Not to mention, they are easier to bond with. Miller adds: “Activating in mainly low-impact ways feels really good for the body, so it’s easier for you to get things done; you can show up five or six days a week without feeling down.”

Miller, Mulgrew, and Norris all agree that overall, we’re making a bit of an adjustment from a few years ago, when High-intensity, high-impact workout is the norm, and there is a common “harder is better” mentality. “Nowadays, people are realizing that there’s another way to exercise so you can look and feel good and don’t have to beat up your body,” says Norris.

“I think people get tired of doing those things, too,” Mulgrew said. “Now, the industry is allowing people, so to speak, to not have to do that kind of workout anymore. We’ve gotten smarter as an industry. We know you. can still maintain or set and celebrate victory without having to be so hard on the body.”

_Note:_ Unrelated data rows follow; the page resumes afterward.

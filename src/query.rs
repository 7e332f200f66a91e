// SPDX-License-Identifier: AGPL-3.0-or-later
//
// Copyright (C) 2026 Relational Network

//! # Query and Filter Engine
//!
//! Turns a declarative list request into a deterministic, ordered page.
//!
//! Exact-match conditions are pushed down to the store, which evaluates them
//! against the snake_case storage record. Free-text search, location and tag
//! criteria are evaluated here on the full matching set, so the pagination
//! window is always applied after every filter.
//!
//! Ordering is newest-created-first with ties broken by ascending id.

use std::cmp::Ordering;

use chrono::{DateTime, Utc};

use crate::models::{Property, User};
use crate::storage::{Resource, ResourceStore, StoreResult};

/// An equality condition on a storage record field.
#[derive(Debug, Clone, PartialEq, Eq)]
pub struct ExactMatch {
    /// snake_case storage field name.
    pub field: &'static str,
    /// Expected wire value of the field.
    pub value: String,
}

impl ExactMatch {
    pub fn new(field: &'static str, value: impl Into<String>) -> Self {
        Self {
            field,
            value: value.into(),
        }
    }

    /// Whether a serialized storage record satisfies this condition.
    pub fn matches(&self, record: &serde_json::Value) -> bool {
        record.get(self.field).and_then(serde_json::Value::as_str) == Some(self.value.as_str())
    }
}

/// A `limit`/`offset` slice of an ordered result set.
#[derive(Debug, Clone, Copy, PartialEq, Eq, Default)]
pub struct Window {
    pub offset: usize,
    /// `None` means "to the end".
    pub limit: Option<usize>,
}

impl Window {
    /// The whole result set.
    pub const ALL: Window = Window {
        offset: 0,
        limit: None,
    };

    /// Build a window from raw query parameters.
    pub fn new(limit: Option<usize>, offset: Option<usize>) -> Self {
        Self {
            offset: offset.unwrap_or(0),
            limit,
        }
    }

    /// Whether the item at `position` (0-based, after filtering) is inside.
    pub fn contains(&self, position: usize) -> bool {
        position >= self.offset
            && self
                .limit
                .is_none_or(|limit| position - self.offset < limit)
    }

    /// Slice an already filtered and ordered list.
    pub fn apply<T>(&self, items: Vec<T>) -> Vec<T> {
        let take = self.limit.unwrap_or(usize::MAX);
        items.into_iter().skip(self.offset).take(take).collect()
    }
}

/// What a store is asked for: exact-match conditions plus a window.
#[derive(Debug, Clone, Default, PartialEq, Eq)]
pub struct StoreQuery {
    pub conditions: Vec<ExactMatch>,
    pub window: Window,
}

impl StoreQuery {
    pub fn matches(&self, record: &serde_json::Value) -> bool {
        self.conditions.iter().all(|condition| condition.matches(record))
    }
}

/// One page of results plus the filtered total before windowing.
#[derive(Debug, Clone, PartialEq)]
pub struct Page<T> {
    pub items: Vec<T>,
    pub total: usize,
}

/// Newest-first comparator shared by every backend.
pub fn newest_first(
    a: (DateTime<Utc>, &str),
    b: (DateTime<Utc>, &str),
) -> Ordering {
    b.0.cmp(&a.0).then_with(|| a.1.cmp(b.1))
}

/// Text attributes a resource exposes to post-retrieval filters.
pub trait Filterable {
    /// Attributes scanned by free-text search.
    fn search_fields(&self) -> Vec<&str>;

    /// Location attribute, if the resource supports location filtering.
    fn location(&self) -> Option<&str> {
        None
    }

    /// Tag set, if the resource supports tag filtering.
    fn tags(&self) -> &[String] {
        &[]
    }
}

/// A fully parsed list request.
#[derive(Debug, Clone, Default)]
pub struct ListRequest {
    pub exact: Vec<ExactMatch>,
    /// Lowercased free-text needle.
    pub search: Option<String>,
    /// Lowercased location needle.
    pub location: Option<String>,
    /// Lowercased tag needles; blanks already removed.
    pub tags: Vec<String>,
    pub window: Window,
}

impl ListRequest {
    pub fn new(window: Window) -> Self {
        Self {
            window,
            ..Self::default()
        }
    }

    pub fn exact(mut self, field: &'static str, value: impl Into<String>) -> Self {
        self.exact.push(ExactMatch::new(field, value));
        self
    }

    pub fn search(mut self, needle: Option<&str>) -> Self {
        self.search = normalize_needle(needle);
        self
    }

    pub fn location(mut self, needle: Option<&str>) -> Self {
        self.location = normalize_needle(needle);
        self
    }

    /// Comma-separated tag list, e.g. `pool,garden`.
    pub fn tags(mut self, raw: Option<&str>) -> Self {
        self.tags = raw
            .unwrap_or_default()
            .split(',')
            .filter_map(|tag| normalize_needle(Some(tag)))
            .collect();
        self
    }

    fn has_post_filters(&self) -> bool {
        self.search.is_some() || self.location.is_some() || !self.tags.is_empty()
    }

    /// Whether an item passes the search, location and tag criteria.
    pub fn accepts<R: Filterable>(&self, item: &R) -> bool {
        if let Some(needle) = &self.search {
            let hit = item
                .search_fields()
                .iter()
                .any(|field| field.to_lowercase().contains(needle.as_str()));
            if !hit {
                return false;
            }
        }

        if let Some(needle) = &self.location {
            let hit = item
                .location()
                .is_some_and(|location| location.to_lowercase().contains(needle.as_str()));
            if !hit {
                return false;
            }
        }

        if !self.tags.is_empty() {
            let stored: Vec<String> = item.tags().iter().map(|tag| tag.to_lowercase()).collect();
            let hit = self
                .tags
                .iter()
                .any(|wanted| stored.iter().any(|tag| tag.contains(wanted.as_str())));
            if !hit {
                return false;
            }
        }

        true
    }
}

impl Filterable for User {
    fn search_fields(&self) -> Vec<&str> {
        let mut fields = vec![self.display_name.as_str(), self.wallet_address.as_str()];
        fields.extend(self.email.as_deref());
        fields.extend(self.location.as_deref());
        fields
    }
}

impl Filterable for Property {
    fn search_fields(&self) -> Vec<&str> {
        let mut fields = vec![self.title.as_str(), self.location.as_str()];
        fields.extend(self.description.as_deref());
        fields
    }

    fn location(&self) -> Option<&str> {
        Some(&self.location)
    }

    fn tags(&self) -> &[String] {
        &self.tags
    }
}

fn normalize_needle(raw: Option<&str>) -> Option<String> {
    raw.map(str::trim)
        .filter(|needle| !needle.is_empty())
        .map(str::to_lowercase)
}

/// Run a list request against a store.
///
/// Without post-filters the window is pushed down; otherwise the store
/// returns the full exact-matching set and the window is applied here.
pub fn execute<R>(store: &dyn ResourceStore<R>, request: &ListRequest) -> StoreResult<Page<R>>
where
    R: Resource + Filterable,
{
    if !request.has_post_filters() {
        return store.list(&StoreQuery {
            conditions: request.exact.clone(),
            window: request.window,
        });
    }

    let candidates = store.list(&StoreQuery {
        conditions: request.exact.clone(),
        window: Window::ALL,
    })?;

    let filtered: Vec<R> = candidates
        .items
        .into_iter()
        .filter(|item| request.accepts(item))
        .collect();
    let total = filtered.len();

    Ok(Page {
        items: request.window.apply(filtered),
        total,
    })
}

While low-impact training has some undeniable benefits, it’s important to note that high-impact training isn’t inherently bad. In fact, you’ll be better off if you do a little bit of everything, Mulgrew says. It is important that your body can respond well to the impact as it is a non-negotiable part of daily life. You’ll need to jump over puddles and rush to the train – and if your fitness training includes a bit of impact training, you’ll be better prepared for those moments to come. “Your workouts need to complement your lifestyle,” she says. “There’s a time and place for all; we just have to be mindful. You don’t want to go to extremes.”

One thing every trainer here emphasizes is that how you incorporate low-impact training into your routine is all about your personal preferences and goals. If you love running, don’t stop it because it’s a high-impact workout – just consider using your cross-training days to do some low-intensity exercise instead of one. plyometric HIIT class. And if morning walks and Pilates classes are the best part of your day, there’s no need to change that; just consider adding a little bouncy cardio dance Sometimes, your body is ready for whatever comes your way.